Work instruction: Scan the lines below for the word "ProgressManager". Copy each line you find it in.

Recorded data:
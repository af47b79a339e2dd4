//! CLI-specific progress handling for butterfly-walk
//!
//! Shows how many Bellman-Ford columns have been filled.

use std::sync::Arc;

use butterfly_walk::ProgressCallback;
use indicatif::{ProgressBar, ProgressStyle};

/// Creates a progress bar over `total_columns` table columns
pub fn create_progress_bar(total_columns: u64) -> ProgressBar {
    let pb = ProgressBar::new(total_columns);
    let style = ProgressStyle::default_bar()
        .template("{spinner:.green} [{elapsed_precise}] [{wide_bar:.cyan/blue}] {pos}/{len} columns ({percent}%) ETA: {eta}")
        .unwrap_or_else(|_| ProgressStyle::default_bar())
        .progress_chars("#>-");
    pb.set_style(style);
    pb
}

/// Progress manager for distance table computation
pub struct ProgressManager {
    pub pb: ProgressBar,
}

impl ProgressManager {
    /// Create a new progress manager
    pub fn new(total_columns: u64, message: &str) -> Self {
        let pb = create_progress_bar(total_columns);

        eprintln!("{}", message);

        Self { pb }
    }

    /// Engine callback that drives this bar
    pub fn callback(&self) -> ProgressCallback {
        let pb = self.pb.clone();
        Arc::new(move |done: u64, total: u64| {
            if pb.length().unwrap_or(0) != total {
                pb.set_length(total);
            }
            pb.set_position(done);
            if done >= total {
                pb.finish_with_message("done");
            }
        })
    }
}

Solved problem:
pub struct ProgressManager {
impl ProgressManager {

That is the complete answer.